In the novel Olga Dies Dreaming, Olga is dreaming—about being successful and rich and happy. She is on her way. As the wedding planner for the elite of New York City, she enjoys a life full of the finer things. But her joy is constantly eclipsed by the shadows of family secrets that evoke other insecurities and leave her lonely for love. Her mother abandoned the family. Her beloved grandmother, the woman who raised her, dies. Her brother is a popular congressman, but his life is breaking down, too. And now Hurricane Maria is about to make landfall in Puerto Rico, exposing the truth about her missing remorseless mother’s whereabouts.

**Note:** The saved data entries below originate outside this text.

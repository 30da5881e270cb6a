use std::path::{Component, Path, PathBuf};
use std::sync::Arc;
use std::time::UNIX_EPOCH;

use dashmap::DashMap;
use serde::Serialize;
use tokio::sync::Mutex;
use tracing::debug;

use skiff_core::tools::FileMutation;

use crate::diff;
use crate::patch::{self, PatchError};

pub const DEFAULT_TREE_CAP: usize = 2000;

#[derive(Debug, thiserror::Error)]
pub enum SandboxError {
    #[error("invalid path: {0}")]
    Invalid(String),
    #[error("path is outside the sandbox root: {0}")]
    Outside(String),
    #[error("file not found: {0}")]
    NotFound(String),
    #[error("not a file: {0}")]
    NotAFile(String),
    #[error("io error on {path}: {message}")]
    Io { path: String, message: String },
    #[error(transparent)]
    Patch(#[from] PatchError),
}

#[derive(Clone, Debug, Serialize)]
pub struct ReadFileOutput {
    pub content: String,
    pub size: u64,
    pub mtime: f64,
    pub truncated: bool,
}

#[derive(Clone, Debug, Serialize)]
pub struct TreeEntry {
    pub path: String,
    pub size: u64,
}

#[derive(Clone, Debug, Serialize)]
pub struct TreeListing {
    pub entries: Vec<TreeEntry>,
    pub truncated: bool,
}

/// Filesystem operations confined under a configured root. Every mutation
/// goes through a per-path lock and an atomic temp-file + rename, and
/// returns a [`FileMutation`] carrying the pre-image and unified diff for
/// version bookkeeping.
pub struct SandboxFs {
    root: PathBuf,
    locks: DashMap<String, Arc<Mutex<()>>>,
    tree_cap: usize,
}

impl SandboxFs {
    /// The root must exist; it is canonicalized once so later symlink checks
    /// compare against the real directory.
    pub fn new(root: &Path) -> Result<Self, SandboxError> {
        let root = root.canonicalize().map_err(|e| SandboxError::Io {
            path: root.display().to_string(),
            message: e.to_string(),
        })?;
        Ok(Self {
            root,
            locks: DashMap::new(),
            tree_cap: DEFAULT_TREE_CAP,
        })
    }

    pub fn with_tree_cap(mut self, cap: usize) -> Self {
        self.tree_cap = cap;
        self
    }

    pub fn root(&self) -> &Path {
        &self.root
    }

    /// Resolve a user-supplied path to a real location under the root.
    /// Rejects `..` traversal, absolute paths escaping the root, and
    /// symlinks whose target resolves outside the root.
    pub fn resolve(&self, raw: &str) -> Result<PathBuf, SandboxError> {
        if raw.trim().is_empty() {
            return Err(SandboxError::Invalid("path is required".into()));
        }

        let candidate = Path::new(raw);
        let joined = if candidate.is_absolute() {
            candidate.to_path_buf()
        } else {
            self.root.join(candidate)
        };

        let mut normalized = PathBuf::new();
        for comp in joined.components() {
            match comp {
                Component::ParentDir => {
                    return Err(SandboxError::Outside(raw.to_string()));
                }
                Component::CurDir => {}
                other => normalized.push(other),
            }
        }

        if !normalized.starts_with(&self.root) {
            return Err(SandboxError::Outside(raw.to_string()));
        }

        // Canonicalize the deepest existing ancestor so a symlink anywhere in
        // the path cannot escape the root.
        let mut existing = normalized.clone();
        let mut tail: Vec<std::ffi::OsString> = Vec::new();
        while std::fs::symlink_metadata(&existing).is_err() {
            let Some(name) = existing.file_name() else {
                return Err(SandboxError::Outside(raw.to_string()));
            };
            tail.push(name.to_os_string());
            existing = match existing.parent() {
                Some(p) => p.to_path_buf(),
                None => return Err(SandboxError::Outside(raw.to_string())),
            };
        }
        let canonical = existing.canonicalize().map_err(|e| SandboxError::Io {
            path: raw.to_string(),
            message: e.to_string(),
        })?;
        if canonical != self.root && !canonical.starts_with(&self.root) {
            return Err(SandboxError::Outside(raw.to_string()));
        }

        let mut resolved = canonical;
        for name in tail.iter().rev() {
            resolved.push(name);
        }
        Ok(resolved)
    }

    /// Root-relative display form used in events, versions, and diffs.
    pub fn display(&self, path: &Path) -> String {
        path.strip_prefix(&self.root)
            .unwrap_or(path)
            .to_string_lossy()
            .replace('\\', "/")
    }

    fn lock_for(&self, display_path: &str) -> Arc<Mutex<()>> {
        self.locks
            .entry(display_path.to_string())
            .or_insert_with(|| Arc::new(Mutex::new(())))
            .clone()
    }

    pub async fn read_file(
        &self,
        raw_path: &str,
        max_bytes: Option<usize>,
    ) -> Result<ReadFileOutput, SandboxError> {
        let path = self.resolve(raw_path)?;
        let display = self.display(&path);

        let meta = tokio::fs::metadata(&path)
            .await
            .map_err(|_| SandboxError::NotFound(display.clone()))?;
        if !meta.is_file() {
            return Err(SandboxError::NotAFile(display));
        }

        let bytes = tokio::fs::read(&path).await.map_err(|e| SandboxError::Io {
            path: display.clone(),
            message: e.to_string(),
        })?;
        let size = bytes.len() as u64;

        let cap = max_bytes.unwrap_or(bytes.len());
        let truncated = bytes.len() > cap;
        let slice = if truncated { &bytes[..cap] } else { &bytes[..] };

        let mtime = meta
            .modified()
            .ok()
            .and_then(|t| t.duration_since(UNIX_EPOCH).ok())
            .map(|d| d.as_secs_f64())
            .unwrap_or(0.0);

        Ok(ReadFileOutput {
            content: String::from_utf8_lossy(slice).into_owned(),
            size,
            mtime,
            truncated,
        })
    }

    pub async fn write_file(
        &self,
        raw_path: &str,
        content: &str,
    ) -> Result<FileMutation, SandboxError> {
        let path = self.resolve(raw_path)?;
        let display = self.display(&path);
        let lock = self.lock_for(&display);
        let _guard = lock.lock().await;

        let before = read_if_file(&path).await;
        self.write_atomic(&path, &display, content).await?;

        Ok(make_mutation(&display, before, content, "write_file"))
    }

    /// Parse and apply a unified diff. All target files are resolved and
    /// their new contents computed before anything is written, so a
    /// mismatched hunk leaves the tree untouched.
    pub async fn apply_patch(
        &self,
        patch_text: &str,
    ) -> Result<Vec<FileMutation>, SandboxError> {
        let file_patches = patch::parse(patch_text)?;

        let mut staged: Vec<(PathBuf, String, Option<String>, String)> = Vec::new();
        for fp in &file_patches {
            let path = self.resolve(&fp.path)?;
            let display = self.display(&path);
            let before = read_if_file(&path).await;
            if before.is_none() && !fp.is_new {
                return Err(SandboxError::NotFound(display));
            }
            let after = patch::apply(before.as_deref().unwrap_or(""), fp)?;
            staged.push((path, display, before, after));
        }

        let mut mutations = Vec::new();
        for (path, display, before, after) in staged {
            let lock = self.lock_for(&display);
            let _guard = lock.lock().await;
            self.write_atomic(&path, &display, &after).await?;
            mutations.push(make_mutation(&display, before, &after, "apply_patch"));
        }
        Ok(mutations)
    }

    /// Overwrite a file with previously snapshotted content.
    pub async fn restore(
        &self,
        raw_path: &str,
        content: &str,
    ) -> Result<FileMutation, SandboxError> {
        let path = self.resolve(raw_path)?;
        let display = self.display(&path);
        let lock = self.lock_for(&display);
        let _guard = lock.lock().await;

        let before = read_if_file(&path).await;
        self.write_atomic(&path, &display, content).await?;

        Ok(make_mutation(&display, before, content, "rollback"))
    }

    /// Bounded breadth-first listing of files under the root. Hidden
    /// directories and files are skipped.
    pub async fn list_tree(&self) -> Result<TreeListing, SandboxError> {
        let mut entries = Vec::new();
        let mut truncated = false;
        let mut queue = std::collections::VecDeque::from([self.root.clone()]);

        while let Some(dir) = queue.pop_front() {
            let mut reader = match tokio::fs::read_dir(&dir).await {
                Ok(r) => r,
                Err(e) => {
                    debug!(path = %dir.display(), error = %e, "skipping unreadable directory");
                    continue;
                }
            };
            let mut children = Vec::new();
            while let Ok(Some(entry)) = reader.next_entry().await {
                children.push(entry);
            }
            children.sort_by_key(|e| e.file_name());

            for entry in children {
                let name = entry.file_name();
                if name.to_string_lossy().starts_with('.') {
                    continue;
                }
                let Ok(file_type) = entry.file_type().await else {
                    continue;
                };
                if file_type.is_dir() {
                    queue.push_back(entry.path());
                } else if file_type.is_file() {
                    if entries.len() >= self.tree_cap {
                        truncated = true;
                        queue.clear();
                        break;
                    }
                    let size = entry.metadata().await.map(|m| m.len()).unwrap_or(0);
                    entries.push(TreeEntry {
                        path: self.display(&entry.path()),
                        size,
                    });
                }
            }
        }

        Ok(TreeListing { entries, truncated })
    }

    async fn write_atomic(
        &self,
        path: &Path,
        display: &str,
        content: &str,
    ) -> Result<(), SandboxError> {
        if let Some(parent) = path.parent() {
            tokio::fs::create_dir_all(parent)
                .await
                .map_err(|e| SandboxError::Io {
                    path: display.to_string(),
                    message: format!("create parent: {e}"),
                })?;
        }

        let file_name = path
            .file_name()
            .map(|n| n.to_string_lossy().into_owned())
            .unwrap_or_else(|| "file".to_string());
        let tmp = path.with_file_name(format!(".{file_name}.tmp.{}", std::process::id()));
        tokio::fs::write(&tmp, content)
            .await
            .map_err(|e| SandboxError::Io {
                path: display.to_string(),
                message: e.to_string(),
            })?;
        tokio::fs::rename(&tmp, path)
            .await
            .map_err(|e| SandboxError::Io {
                path: display.to_string(),
                message: format!("rename: {e}"),
            })?;
        Ok(())
    }
}

async fn read_if_file(path: &Path) -> Option<String> {
    let meta = tokio::fs::metadata(path).await.ok()?;
    if !meta.is_file() {
        return None;
    }
    tokio::fs::read(path)
        .await
        .ok()
        .map(|bytes| String::from_utf8_lossy(&bytes).into_owned())
}

fn make_mutation(display: &str, before: Option<String>, after: &str, note: &str) -> FileMutation {
    let diff_text = match &before {
        Some(prev) => diff::unified_diff(display, prev, after),
        None => diff::unified_diff_new_file(display, after),
    };
    FileMutation {
        path: display.to_string(),
        before,
        after: after.to_string(),
        diff: diff_text,
        note: note.to_string(),
    }
}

Highlights from the interview

On the theme of gentrification in the novel 
I wanted to sort of write in a personal way. I think sometimes we can read stories about, let's say, gentrification that's happening, not just in Brooklyn. I write for The Atlantic a column about Brooklyn. There's sort of this universality of gentrification, but gentrification that really impacts a family and individuals in the way in which they emotionally feel about that. But then also [Olga's] family is part of a different kind of...they were the next gathering of diasporic people from Puerto Rico, right? Like where economic circumstances, like time and again have led to waves of migration to the mainland. And then communities kind of found each other in New York and then these same communities that sort of recreated themselves in order to preserve culture and preserve community now are sort of being destroyed again by this kind of hyper gentrification that's been happening that is causing displacement again.

On writing complicated characters
I do think that the power to me of the art of fiction is that you can humanize and get people invested in complicated natures of adulthood and certain circumstances and moments in time in life in a way that even the best of, of nonfiction or journalism can do, but you can give the light moments that you sometimes can't when you're trying to convey the intensity of something... I think my goal was to write a novel about believable, complicated characters, living life through this challenging moment in time.

On the characters' resilience
I think we're all so much more resilient than we sometimes think we can be. The hard things, the hardest of things, we can give ourselves a moment and dust ourselves off and keep going. And that it's never too late to find that space, to love yourself and to feel loved... I really wanted these characters to be middle-aged. I felt it was so important to show that no matter how long you've been making do with one way of existing. There's always space to say, "This isn't enough." Sometimes we're lured into that space by trauma, but there's always space to say, "Okay, I can do it. And I'm gonna keep going."